Simple Steps to Defend Against Viruses, Spyware and Adware

Preventing Ransomware: Best Practices

Ransomware continues to make headlines constantly as hackers find success with this particularly effective breed of malware. We all dread it, no matter how hard we try to keep our data secure: the locked screen demanding we pay up or we never see our valuable data again.

Fortunately, there are ways to stay free of ransomware if you educate yourself to the best practices out there. A good place to start is a powerful anti-ransomware solution like Sophos Intercept X, while also making use of best practices in general to stay safe.

Backup regularly and keep a recent backup copy off-site.

Ransomware can be treated much like a natural disaster, despite not being natural at all. To protect against things like fire, flood, theft, a dropped laptop, or even an accidental delete, it’s a solid best practice to always do a regular backup of your files and encrypt your backup. The same tactic to protect against catastrophic environmental damage also works in the event of ransomware.

Enable file extensions.

The default Windows setting has file extensions disabled.
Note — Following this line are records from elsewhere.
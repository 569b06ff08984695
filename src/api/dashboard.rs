use axum::{
    Json,
    extract::{Path, State},
    http::{HeaderMap, StatusCode},
};
use serde::Serialize;
use sqlx::Row;
use uuid::Uuid;

use super::AppState;
use super::organization::db_error;
use crate::middleware::{ANY_ROLE, ErrorResponse, require_role, require_session_from_headers};

// ============================================
// Response Types
// ============================================

#[derive(Debug, Serialize)]
pub struct DashboardStatsResponse {
    pub organization_id: Uuid,
    pub total_tasks: i64,
    pub todo_tasks: i64,
    pub in_progress_tasks: i64,
    pub done_tasks: i64,
    pub total_members: i64,
}

// ============================================
// Handlers
// ============================================

/// Task counts by status plus member count for the dashboard.
///
/// **Auth: Session Required** — any member role.
pub async fn get_dashboard_stats(
    State(state): State<AppState>,
    headers: HeaderMap,
    Path(org_id): Path<Uuid>,
) -> Result<Json<DashboardStatsResponse>, (StatusCode, Json<ErrorResponse>)> {
    let user = require_session_from_headers(&state.db, &headers).await?;
    require_role(&state.db, org_id, &user.user_id, &ANY_ROLE).await?;

    // Run both aggregate queries in parallel using tokio::join!
    let (task_result, member_result) = tokio::join!(
        sqlx::query(
            r#"
            SELECT
                COUNT(*) AS total_tasks,
                COUNT(*) FILTER (WHERE status = 'todo') AS todo_tasks,
                COUNT(*) FILTER (WHERE status = 'in_progress') AS in_progress_tasks,
                COUNT(*) FILTER (WHERE status = 'done') AS done_tasks
            FROM task
            WHERE organization_id = $1
            "#,
        )
        .bind(org_id)
        .fetch_one(&state.db),
        sqlx::query(
            r#"
            SELECT COUNT(*) AS total_members
            FROM organization_member
            WHERE organization_id = $1
            "#,
        )
        .bind(org_id)
        .fetch_one(&state.db),
    );

    let task_row = task_result.map_err(db_error)?;
    let member_row = member_result.map_err(db_error)?;

    Ok(Json(DashboardStatsResponse {
        organization_id: org_id,
        total_tasks: task_row.get("total_tasks"),
        todo_tasks: task_row.get("todo_tasks"),
        in_progress_tasks: task_row.get("in_progress_tasks"),
        done_tasks: task_row.get("done_tasks"),
        total_members: member_row.get("total_members"),
    }))
}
This means that you have to rely on the file thumbnail to identify the type of file. Enabling extensions makes it much easier to identify file types that are not commonly sent, such as JavaScript, so you can more readily identify potentially dangerous files.
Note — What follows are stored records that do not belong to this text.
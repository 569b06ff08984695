// Utility functions

use rand::RngCore;
use sha2::{Digest, Sha256};

/// Generate a new invite token. Returns the raw token handed to the invitee;
/// only its hash is stored.
pub fn generate_invite_token() -> String {
    let mut bytes = [0u8; 32];
    rand::rngs::OsRng.fill_bytes(&mut bytes);
    hex::encode(bytes)
}

/// Hash an invite token for storage
pub fn hash_invite_token(token: &str) -> String {
    let mut hasher = Sha256::new();
    hasher.update(token.as_bytes());
    format!("{:x}", hasher.finalize())
}

/// Invite tokens expire 24 hours after issue.
pub fn invite_expiry() -> chrono::DateTime<chrono::Utc> {
    chrono::Utc::now() + chrono::Duration::hours(24)
}

#[cfg(test)]
mod tests {
    use super::*;

    #[test]
    fn invite_tokens_are_unique_and_hex() {
        let a = generate_invite_token();
        let b = generate_invite_token();
        assert_ne!(a, b);
        assert_eq!(a.len(), 64);
        assert!(a.chars().all(|c| c.is_ascii_hexdigit()));
    }

    #[test]
    fn token_hash_is_stable() {
        let token = "abc123";
        assert_eq!(hash_invite_token(token), hash_invite_token(token));
        assert_ne!(hash_invite_token(token), token);
    }

    #[test]
    fn expiry_is_in_the_future() {
        assert!(invite_expiry() > chrono::Utc::now());
    }
}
Open JavaScript files in Notepad.

Opening a JavaScript file in Notepad blocks it from running any malicious scripts and allows you to examine the file contents.
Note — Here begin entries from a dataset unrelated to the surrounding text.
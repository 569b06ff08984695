use axum::{
    Json,
    extract::{Path, Query, State},
    http::{HeaderMap, StatusCode},
};
use chrono::{DateTime, Utc};
use serde::{Deserialize, Serialize};
use sqlx::Row;
use uuid::Uuid;
use validator::Validate;

use super::AppState;
use super::organization::db_error;
use crate::middleware::{ANY_ROLE, ErrorResponse, require_role, require_session_from_headers};
use crate::models::task::{TaskPriority, TaskStatus};

// ============================================
// Request/Response Types
// ============================================

#[derive(Debug, Deserialize, Validate)]
pub struct CreateTaskRequest {
    #[validate(length(min = 1, max = 200, message = "Title is required"))]
    pub title: String,
    pub description: Option<String>,
    #[serde(default)]
    pub status: TaskStatus,
    #[serde(default)]
    pub priority: TaskPriority,
    pub assigned_to_id: Option<String>,
}

/// Partial update: absent fields keep their current value.
#[derive(Debug, Deserialize, Validate)]
pub struct UpdateTaskRequest {
    #[validate(length(min = 1, max = 200, message = "Title cannot be empty"))]
    pub title: Option<String>,
    pub description: Option<String>,
    pub status: Option<TaskStatus>,
    pub priority: Option<TaskPriority>,
    pub assigned_to_id: Option<String>,
}

#[derive(Debug, Deserialize)]
pub struct ListTasksParams {
    /// Keyset cursor: pass the `id` of the last item from the previous page.
    pub cursor: Option<Uuid>,

    /// Items per page (1..=100)
    #[serde(default = "default_limit")]
    pub limit: i64,
}

fn default_limit() -> i64 {
    50
}

#[derive(Debug, Serialize)]
pub struct AssigneeInfo {
    pub id: String,
    pub name: Option<String>,
    pub email: String,
}

#[derive(Debug, Serialize)]
pub struct TaskResponse {
    pub id: Uuid,
    pub organization_id: Uuid,
    pub title: String,
    pub description: Option<String>,
    pub status: TaskStatus,
    pub priority: TaskPriority,
    pub assigned_to: Option<AssigneeInfo>,
    pub created_at: DateTime<Utc>,
    pub updated_at: DateTime<Utc>,
}

#[derive(Debug, Serialize)]
pub struct ListTasksResponse {
    pub items: Vec<TaskResponse>,
    pub next_cursor: Option<Uuid>,
}

#[derive(Debug, Serialize)]
pub struct DeleteTaskResponse {
    pub success: bool,
}

const TASK_COLUMNS: &str = r#"
    t.id, t.organization_id, t.title, t.description, t.status, t.priority,
    t.assigned_to_id, t.created_at, t.updated_at,
    u.name AS assignee_name, u.email AS assignee_email
"#;

fn task_from_row(row: &sqlx::postgres::PgRow) -> Result<TaskResponse, (StatusCode, Json<ErrorResponse>)> {
    let status_raw: String = row.get("status");
    let priority_raw: String = row.get("priority");

    let (Some(status), Some(priority)) = (
        TaskStatus::parse(&status_raw),
        TaskPriority::parse(&priority_raw),
    ) else {
        tracing::error!(status = %status_raw, priority = %priority_raw, "unknown task enum value");
        return Err((
            StatusCode::INTERNAL_SERVER_ERROR,
            Json(ErrorResponse::new("Database error", "DB_ERROR")),
        ));
    };

    let assigned_to_id: Option<String> = row.get("assigned_to_id");
    let assigned_to = assigned_to_id.map(|id| AssigneeInfo {
        id,
        name: row.get("assignee_name"),
        email: row.get::<Option<String>, _>("assignee_email").unwrap_or_default(),
    });

    Ok(TaskResponse {
        id: row.get("id"),
        organization_id: row.get("organization_id"),
        title: row.get("title"),
        description: row.get("description"),
        status,
        priority,
        assigned_to,
        created_at: row.get::<chrono::NaiveDateTime, _>("created_at").and_utc(),
        updated_at: row.get::<chrono::NaiveDateTime, _>("updated_at").and_utc(),
    })
}

fn validation_error(e: validator::ValidationErrors) -> (StatusCode, Json<ErrorResponse>) {
    (
        StatusCode::BAD_REQUEST,
        Json(ErrorResponse::new("Invalid request", "VALIDATION_ERROR").with_details(e.to_string())),
    )
}

fn task_not_found() -> (StatusCode, Json<ErrorResponse>) {
    (
        StatusCode::NOT_FOUND,
        Json(ErrorResponse::new("Task not found", "TASK_NOT_FOUND")),
    )
}

// ============================================
// Handlers
// ============================================

/// Create a task in the organization.
///
/// **Auth: Session Required** — any member role.
pub async fn create_task(
    State(state): State<AppState>,
    headers: HeaderMap,
    Path(org_id): Path<Uuid>,
    Json(req): Json<CreateTaskRequest>,
) -> Result<Json<TaskResponse>, (StatusCode, Json<ErrorResponse>)> {
    let user = require_session_from_headers(&state.db, &headers).await?;
    require_role(&state.db, org_id, &user.user_id, &ANY_ROLE).await?;

    req.validate().map_err(validation_error)?;

    let sql = format!(
        r#"
        WITH inserted AS (
            INSERT INTO task (organization_id, title, description, status, priority, assigned_to_id)
            VALUES ($1, $2, $3, $4, $5, $6)
            RETURNING *
        )
        SELECT {TASK_COLUMNS}
        FROM inserted t
        LEFT JOIN "user" u ON t.assigned_to_id = u.id
        "#
    );

    let row = sqlx::query(&sql)
        .bind(org_id)
        .bind(req.title.trim())
        .bind(&req.description)
        .bind(req.status.as_str())
        .bind(req.priority.as_str())
        .bind(&req.assigned_to_id)
        .fetch_one(&state.db)
        .await
        .map_err(|e| {
            tracing::error!("Failed to create task: {}", e);
            (
                StatusCode::INTERNAL_SERVER_ERROR,
                Json(ErrorResponse::new("Failed to create task", "DB_INSERT_FAILED")),
            )
        })?;

    Ok(Json(task_from_row(&row)?))
}

/// List tasks in the organization, newest first, keyset-paginated.
///
/// **Auth: Session Required** — any member role.
pub async fn list_tasks(
    State(state): State<AppState>,
    headers: HeaderMap,
    Path(org_id): Path<Uuid>,
    Query(params): Query<ListTasksParams>,
) -> Result<Json<ListTasksResponse>, (StatusCode, Json<ErrorResponse>)> {
    let user = require_session_from_headers(&state.db, &headers).await?;
    require_role(&state.db, org_id, &user.user_id, &ANY_ROLE).await?;

    let limit = params.limit.clamp(1, 100);

    let sql = format!(
        r#"
        SELECT {TASK_COLUMNS}
        FROM task t
        LEFT JOIN "user" u ON t.assigned_to_id = u.id
        WHERE t.organization_id = $1
          AND ($2::uuid IS NULL
               OR (t.created_at, t.id) < (SELECT created_at, id FROM task WHERE id = $2))
        ORDER BY t.created_at DESC, t.id DESC
        LIMIT $3
        "#
    );

    // Fetch one extra row to learn whether another page exists.
    let mut rows = sqlx::query(&sql)
        .bind(org_id)
        .bind(params.cursor)
        .bind(limit + 1)
        .fetch_all(&state.db)
        .await
        .map_err(db_error)?;

    let next_cursor = if rows.len() as i64 > limit {
        rows.truncate(limit as usize);
        rows.last().map(|r| r.get("id"))
    } else {
        None
    };

    let items = rows
        .iter()
        .map(task_from_row)
        .collect::<Result<Vec<_>, _>>()?;

    Ok(Json(ListTasksResponse { items, next_cursor }))
}

/// Get a single task. 404 when it does not exist in this organization.
///
/// **Auth: Session Required** — any member role.
pub async fn get_task(
    State(state): State<AppState>,
    headers: HeaderMap,
    Path((org_id, task_id)): Path<(Uuid, Uuid)>,
) -> Result<Json<TaskResponse>, (StatusCode, Json<ErrorResponse>)> {
    let user = require_session_from_headers(&state.db, &headers).await?;
    require_role(&state.db, org_id, &user.user_id, &ANY_ROLE).await?;

    let sql = format!(
        r#"
        SELECT {TASK_COLUMNS}
        FROM task t
        LEFT JOIN "user" u ON t.assigned_to_id = u.id
        WHERE t.id = $1 AND t.organization_id = $2
        "#
    );

    let row = sqlx::query(&sql)
        .bind(task_id)
        .bind(org_id)
        .fetch_optional(&state.db)
        .await
        .map_err(db_error)?;

    match row {
        Some(row) => Ok(Json(task_from_row(&row)?)),
        None => Err(task_not_found()),
    }
}

/// Partially update a task. 404 when it does not exist in this organization.
///
/// **Auth: Session Required** — any member role.
pub async fn update_task(
    State(state): State<AppState>,
    headers: HeaderMap,
    Path((org_id, task_id)): Path<(Uuid, Uuid)>,
    Json(req): Json<UpdateTaskRequest>,
) -> Result<Json<TaskResponse>, (StatusCode, Json<ErrorResponse>)> {
    let user = require_session_from_headers(&state.db, &headers).await?;
    require_role(&state.db, org_id, &user.user_id, &ANY_ROLE).await?;

    req.validate().map_err(validation_error)?;

    let sql = format!(
        r#"
        WITH updated AS (
            UPDATE task SET
                title = COALESCE($3, title),
                description = COALESCE($4, description),
                status = COALESCE($5, status),
                priority = COALESCE($6, priority),
                assigned_to_id = COALESCE($7, assigned_to_id),
                updated_at = NOW()
            WHERE id = $1 AND organization_id = $2
            RETURNING *
        )
        SELECT {TASK_COLUMNS}
        FROM updated t
        LEFT JOIN "user" u ON t.assigned_to_id = u.id
        "#
    );

    let row = sqlx::query(&sql)
        .bind(task_id)
        .bind(org_id)
        .bind(req.title.as_deref().map(str::trim))
        .bind(&req.description)
        .bind(req.status.map(|s| s.as_str()))
        .bind(req.priority.map(|p| p.as_str()))
        .bind(&req.assigned_to_id)
        .fetch_optional(&state.db)
        .await
        .map_err(db_error)?;

    match row {
        Some(row) => Ok(Json(task_from_row(&row)?)),
        None => Err(task_not_found()),
    }
}

/// Delete a task. 404 when it does not exist in this organization.
///
/// **Auth: Session Required** — any member role.
pub async fn delete_task(
    State(state): State<AppState>,
    headers: HeaderMap,
    Path((org_id, task_id)): Path<(Uuid, Uuid)>,
) -> Result<Json<DeleteTaskResponse>, (StatusCode, Json<ErrorResponse>)> {
    let user = require_session_from_headers(&state.db, &headers).await?;
    require_role(&state.db, org_id, &user.user_id, &ANY_ROLE).await?;

    let result = sqlx::query("DELETE FROM task WHERE id = $1 AND organization_id = $2")
        .bind(task_id)
        .bind(org_id)
        .execute(&state.db)
        .await
        .map_err(db_error)?;

    if result.rows_affected() == 0 {
        return Err(task_not_found());
    }

    Ok(Json(DeleteTaskResponse { success: true }))
}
Don’t enable macros in document attachments received via email.

Microsoft turned off auto-execution of macros by default many years ago as a security measure. A lot of infections rely on persuading you to turn macros back on. We highly recommend you don’t do that.

Be cautious about unsolicited attachments.

Curiosity killed the cat, and it also leads the unwary end user to getting caught with ransomware. Don’t open unsolicited attachments. Cybercriminals rely on users not paying attention, or otherwise falling victim to files they shouldn’t have opened.

Don’t enable more login power than the user needs.

Whether it's your own machine or devices you manage for others, limit how much login power available. Don’t stay logged in as an administrator any longer than necessary and avoid browsing, opening documents, or other regular work activities while you have administrator rights, and make sure end users you manage don’t have more power than they need, no matter how savvy or responsible they are.

Patch early, patch often.

Malware that doesn’t come in via a document often relies on security bugs in popular applications, including Microsoft Office, your browser, Flash, and more. If you stay up to date on patching, you’ll be far less vulnerable to potential exploits.